README.md

rView

This is a package with a single function that uses the server used by the ‘rmote’ package to send data objects over the network to be viewed using the RStudio viewer in a local session.

Setting up / Installing packages

In order to use this package you must first install two packages, servr and rmote, into your remote R library (i.e., the one on the compute cluster). servr is on CRAN and can be installed with: be installed with:

install.packages("servr")

rmote is not on CRAN (and may not ever be), so you must install it with:

remotes::install_github("cloudyr/rmote")

There might be a few dependencies that are not automatically installed, and so it might take several round of installation to finally get those two packages installed. Once they are installed, however, you can then install this ‘rView’ package on both your local and remote computers, by doing this on both of them:

remotes::install_github("eriqande/rView")
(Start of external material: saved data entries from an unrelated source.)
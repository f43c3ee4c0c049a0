//! Board statistics shown by the header frames.
//!
//! The poll loop records CPU busy time, heap usage and uptime into a static
//! [`BoardStats`]; [`BoardMonitor`] exposes the latest values to the UI.

use alloc::string::{String, ToString};
use core::sync::atomic::{AtomicU32, Ordering};

use oledui_common::SystemMonitor;

use crate::cpu_cycles;

/// Board name reported by the monitor.
pub const DEVICE_NAME: &str = "pico2";

/// Latest loop measurements, shared between the poll loop and the UI.
pub struct BoardStats {
    cpu_percent: AtomicU32,
    heap_used: AtomicU32,
    heap_total: AtomicU32,
    uptime_s: AtomicU32,
}

impl BoardStats {
    pub const fn new() -> Self {
        Self {
            cpu_percent: AtomicU32::new(0),
            heap_used: AtomicU32::new(0),
            heap_total: AtomicU32::new(0),
            uptime_s: AtomicU32::new(0),
        }
    }

    /// Record one loop iteration: busy cycles over the whole loop time.
    pub fn record_loop(
        &self,
        cycles_used: u32,
        loop_time_us: u32,
    ) {
        let util = cpu_cycles::calc_util_percent(cycles_used, loop_time_us);
        self.cpu_percent.store(util, Ordering::Relaxed);
    }

    pub fn record_heap(
        &self,
        used: usize,
        total: usize,
    ) {
        self.heap_used.store(used as u32, Ordering::Relaxed);
        self.heap_total.store(total as u32, Ordering::Relaxed);
    }

    pub fn record_uptime(
        &self,
        uptime_ms: u64,
    ) {
        self.uptime_s.store((uptime_ms / 1000) as u32, Ordering::Relaxed);
    }

    /// Heap usage in percent, `None` before the heap is measured.
    pub fn heap_percent(&self) -> Option<u8> {
        let total = self.heap_total.load(Ordering::Relaxed);
        if total == 0 {
            return None;
        }
        let used = self.heap_used.load(Ordering::Relaxed);
        Some((u64::from(used) * 100 / u64::from(total)).min(100) as u8)
    }
}

impl Default for BoardStats {
    fn default() -> Self { Self::new() }
}

pub struct BoardMonitor {
    stats: &'static BoardStats,
}

impl BoardMonitor {
    pub const fn new(stats: &'static BoardStats) -> Self { Self { stats } }
}

impl SystemMonitor for BoardMonitor {
    fn uptime_secs(&self) -> Option<u64> { Some(u64::from(self.stats.uptime_s.load(Ordering::Relaxed))) }

    fn cpu_load(&self) -> Option<u8> { Some(self.stats.cpu_percent.load(Ordering::Relaxed) as u8) }

    fn memory_load(&self) -> Option<u8> { self.stats.heap_percent() }

    fn memory_used_kb(&self) -> Option<u32> {
        self.stats
            .heap_percent()
            .map(|_| self.stats.heap_used.load(Ordering::Relaxed) / 1024)
    }

    fn device_name(&self) -> Option<String> { Some(DEVICE_NAME.to_string()) }

    fn version(&self) -> Option<String> { Some(env!("CARGO_PKG_VERSION").to_string()) }
}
Initiating rmote and rView on a remote computer cluster

Here is what a session looks like on a compute cluster. Some of this is a workaround because the compute nodes may not be free to do port forwarding, but the head node(s) typically can.

  1. From RStudio terminal, login to the head node on the cluster

    1. If you would like, establish or attach to a tmux or screen session. If you don’t know that that means, then
  2. From RStudio terminal get a shell on compute node (srun --pty /bin/bash of sinteractive, etc., depending on your cluster), and _start an R session by typing R at the command line of the compute node.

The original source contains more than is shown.